A couple of quick slides around acquisitions, and we're not going to spend a lot of time talking about these, but really what we're just trying to do here is just demonstrate the model to people who are relatively new to the story. And what we're saying is, over the same period as you saw on the previous slide, we've tried to demonstrate how the revenue has progressed from where we were in 2010 to where we are this year, and what's made, what's made where that has come from.

As you can see, a big chunk of that has been bought in through acquisitions, and a fairly large chunk, 36%, has come through organic revenue growth, and very much the same on the profit side, albeit a slightly better proportion coming from organic growth in terms of profit. And the reason for that is margin improvement we've seen across the group over a number of years. I think what it really demonstrates is the model. It's the mix that we have. It's a combination of growing business organically and making these earnings-enhancing complementary acquisitions that we've managed to consistently do over a number of years now.

More specifically, on the next slide, we've put the performance of some of our more recent acquisitions, and as you can see, all of these businesses have improved their performance since we acquired them. Clearly, QTS has improved the most, but we've owned it the longest, and what I'd expect to see over the coming years is a similar chart for Carnell and for Browne, as they've spent longer time under our ownership. In terms of our acquisition criteria, it's really unchanged, and these are set out at the bottom right of the page here. We're looking for more businesses that display the same characteristics as the businesses we already have within the group.

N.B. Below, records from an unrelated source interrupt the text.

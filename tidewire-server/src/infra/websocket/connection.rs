use std::fmt;

use chrono::{DateTime, Utc};
use thiserror::Error;
use tidewire_model::{ConnectionId, ServerEvent};
use tokio::sync::mpsc;

#[derive(Debug, Error, Clone, Copy, PartialEq, Eq)]
pub enum DeliveryError {
    #[error("outbound queue is full")]
    Full,
    #[error("connection closed")]
    Closed,
}

/// Server side of one live gateway socket. Frames are queued on a bounded
/// channel drained by the socket's writer task.
pub struct Connection {
    pub id: ConnectionId,
    pub connected_at: DateTime<Utc>,
    sender: mpsc::Sender<ServerEvent>,
}

impl fmt::Debug for Connection {
    fn fmt(&self, f: &mut fmt::Formatter<'_>) -> fmt::Result {
        f.debug_struct("Connection")
            .field("id", &self.id)
            .field("connected_at", &self.connected_at)
            .field("channel_closed", &self.sender.is_closed())
            .finish()
    }
}

impl Connection {
    pub fn new(sender: mpsc::Sender<ServerEvent>) -> Self {
        Self {
            id: ConnectionId::new(),
            connected_at: Utc::now(),
            sender,
        }
    }

    /// Queues a frame without waiting. A slow or dead socket fails here
    /// instead of stalling the caller.
    pub fn try_deliver(&self, event: ServerEvent) -> Result<(), DeliveryError> {
        self.sender.try_send(event).map_err(|err| match err {
            mpsc::error::TrySendError::Full(_) => DeliveryError::Full,
            mpsc::error::TrySendError::Closed(_) => DeliveryError::Closed,
        })
    }

    pub fn is_closed(&self) -> bool {
        self.sender.is_closed()
    }
}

We're looking across all of our existing sectors, and I guess the one new sector that we'd be very keen to invest in is transmission and distribution. We see a lot of opportunity in that, in that market as we, as the U.K.'s transmission and distribution network needs to be reconfigured to deal with the way we're going to be generating and using power over the next 20-25 years.

Paul Scott
CEO, Renew Holdings

Thank you, Sean. So over the page, we're going to take a bit of a closer look at each of our five operating sectors. I'm going to start with rail, which is on slide 16. Rail represents about 40%-45% of total group revenues, operating margins typically 9% in this segment, and we're currently engaged via over 90 frameworks. We're operating in the final year of the latest control period cycle, CP6, which ends in March 2024. And as anticipated, as we move through that five-year cycle, we have seized growth opportunities to broaden our offering into this market. Our national multidisciplinary rail offering is now very appealing.

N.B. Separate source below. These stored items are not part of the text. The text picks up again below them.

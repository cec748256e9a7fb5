//! BOM persistence: uploads, rows, per-supplier lookups and the supplier
//! metrics view.

use crate::config::DatabaseConfig;
use crate::error::{BomError, Result};
use crate::price_breaks::PriceBreaks;
use crate::supplier::{LookupStatus, Supplier};
use anyhow::Context;
use async_trait::async_trait;
use chrono::{DateTime, NaiveDate, Utc};
use serde::{Deserialize, Serialize};
use serde_json::{json, Value};
use sqlx::postgres::{PgPool, PgPoolOptions};
use sqlx::types::Json;
use sqlx::FromRow;
use std::collections::HashMap;
use std::sync::atomic::{AtomicUsize, Ordering};
use std::sync::Mutex;
use std::time::Duration;
use tracing::{debug, info, instrument};

/// Spreadsheet column and the field it was mapped to
#[derive(Debug, Clone, PartialEq, Serialize, Deserialize)]
pub struct ColumnMapping {
    pub name: String,
    pub mapping: String,
}

#[derive(Debug, Clone, Serialize)]
#[serde(rename_all = "camelCase")]
pub struct BomUpload {
    pub id: i64,
    pub user_id: String,
    pub file_name: String,
    pub row_count: i32,
    /// Ascending, unique, positive
    pub build_quantities: Vec<i32>,
    pub column_mapping: Vec<ColumnMapping>,
    pub build_date: Option<NaiveDate>,
    pub created_at: DateTime<Utc>,
}

/// Processing choices made by the user
#[derive(Debug, Clone)]
pub struct UploadSettings {
    pub build_quantities: Vec<i32>,
    pub column_mapping: Vec<ColumnMapping>,
    /// Left unchanged when `None`
    pub build_date: Option<NaiveDate>,
}

#[derive(Debug, Clone, PartialEq)]
pub struct NewBomRow {
    pub row_index: i32,
    pub mpns: Vec<String>,
    pub manufacturer: Option<String>,
    pub quantity: i32,
    pub reference: Option<String>,
}

/// Result of one supplier event for a part
#[derive(Debug, Clone, PartialEq)]
pub struct LookupUpdate {
    pub mpn: String,
    pub status: LookupStatus,
    pub response: Value,
    pub quantity_available: Option<i64>,
    pub price_breaks: PriceBreaks,
}
use axum::{
    http::StatusCode,
    response::{IntoResponse, Response},
    Json,
};
use serde::Serialize;
use thiserror::Error;
use tracing::error;

/// Errors produced by BOM operations
#[derive(Error, Debug)]
pub enum BomError {
    #[error("{0}")]
    Validation(String),

    #[error("{0} not found")]
    NotFound(String),

    #[error("File exceeds the {max_mb} MB limit")]
    PayloadTooLarge { max_mb: usize },

    /// The BOM checker answered with an error status
    #[error("BOM checker returned HTTP {status}: {message}")]
    Upstream { status: u16, message: String },

    /// The BOM checker could not be reached or its stream broke
    #[error("BOM checker unavailable: {0}")]
    Transport(String),

    #[error("Database error: {0}")]
    Database(#[from] sqlx::Error),

    #[error("Invalid stored record: {0}")]
    Corrupt(String),
}

pub type Result<T, E = BomError> = std::result::Result<T, E>;

impl From<reqwest::Error> for BomError {
    fn from(e: reqwest::Error) -> Self {
        let message = if e.is_timeout() {
            "request timed out".to_string()
        } else if e.is_connect() {
            "connection failed".to_string()
        } else if e.is_decode() {
            "unreadable response".to_string()
        } else {
            "request failed".to_string()
        };
        BomError::Transport(message)
    }
}

impl BomError {
    /// Message safe to show to a client
    pub fn public_message(&self) -> String {
        match self {
            BomError::Validation(_) | BomError::NotFound(_) | BomError::PayloadTooLarge { .. } => {
                self.to_string()
            }
            BomError::Upstream { status, message } if (400..500).contains(status) => {
                message.clone()
            }
            BomError::Upstream { .. } | BomError::Transport(_) => {
                "BOM checker is unavailable".to_string()
            }
            BomError::Database(_) | BomError::Corrupt(_) => {
                "An error occurred while processing your request".to_string()
            }
        }
    }

    fn status_and_code(&self) -> (StatusCode, &'static str) {
        match self {
            BomError::Validation(_) => (StatusCode::BAD_REQUEST, "VALIDATION_ERROR"),
            BomError::NotFound(_) => (StatusCode::NOT_FOUND, "NOT_FOUND"),
            BomError::PayloadTooLarge { .. } => (StatusCode::PAYLOAD_TOO_LARGE, "PAYLOAD_TOO_LARGE"),
            // Client errors from the checker are passed through
            BomError::Upstream { status, .. } if (400..500).contains(status) => (
                StatusCode::from_u16(*status).unwrap_or(StatusCode::BAD_GATEWAY),
                "UPSTREAM_REJECTED",
            ),
            BomError::Upstream { .. } | BomError::Transport(_) => {
                (StatusCode::BAD_GATEWAY, "UPSTREAM_ERROR")
            }
            BomError::Database(_) | BomError::Corrupt(_) => {
                (StatusCode::INTERNAL_SERVER_ERROR, "INTERNAL_ERROR")
            }
        }
    }
}

/// Error response
#[derive(Debug, Serialize)]
pub struct ErrorResponse {
    pub error: String,
    pub code: String,
}

impl IntoResponse for BomError {
    fn into_response(self) -> Response {
        let (status, code) = self.status_and_code();
        if status.is_server_error() {
            error!(error = %self, code, "Request failed");
        }

        (
            status,
            Json(ErrorResponse {
                error: self.public_message(),
                code: code.to_string(),
            }),
        )
            .into_response()
    }
}

#[cfg(test)]
mod tests {
    use super::*;

    #[test]
    fn test_upstream_status_passthrough() {
        let rejected = BomError::Upstream {
            status: 422,
            message: "Unsupported spreadsheet".to_string(),
        };
        assert_eq!(rejected.status_and_code().0, StatusCode::UNPROCESSABLE_ENTITY);
        assert_eq!(rejected.public_message(), "Unsupported spreadsheet");

        let broken = BomError::Upstream {
            status: 500,
            message: "Traceback ...".to_string(),
        };
        assert_eq!(broken.status_and_code().0, StatusCode::BAD_GATEWAY);
        assert!(!broken.public_message().contains("Traceback"));
    }

    #[test]
    fn test_internal_errors_are_generic() {
        let err = BomError::Corrupt("unknown lookup status 'MAYBE'".to_string());
        assert_eq!(err.status_and_code().0, StatusCode::INTERNAL_SERVER_ERROR);
        assert!(!err.public_message().contains("MAYBE"));
    }
}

We've strengthened our rail position by firstly securing two-year extensions on both our renewal and CAM, our Civils Asset Management, frameworks in our largest regions, in LNE and across Scotland. We've broadened our customer base by securing work for Transport for Wales, and we're now operational on the Transp ennine Upgrade program, and successfully building our reputation in overhead line electrification market, now engaged in the Northwest, in Scotland, and on the Midland Main Line Electrification Program. And on that point, rail electrification is fundamental to the U.K.'s decarbonization agenda, involving over 15,000 single track kilometers to be electrified by 2040, a multi-billion pound commitment, and therefore, a key future target for Renew and its brands.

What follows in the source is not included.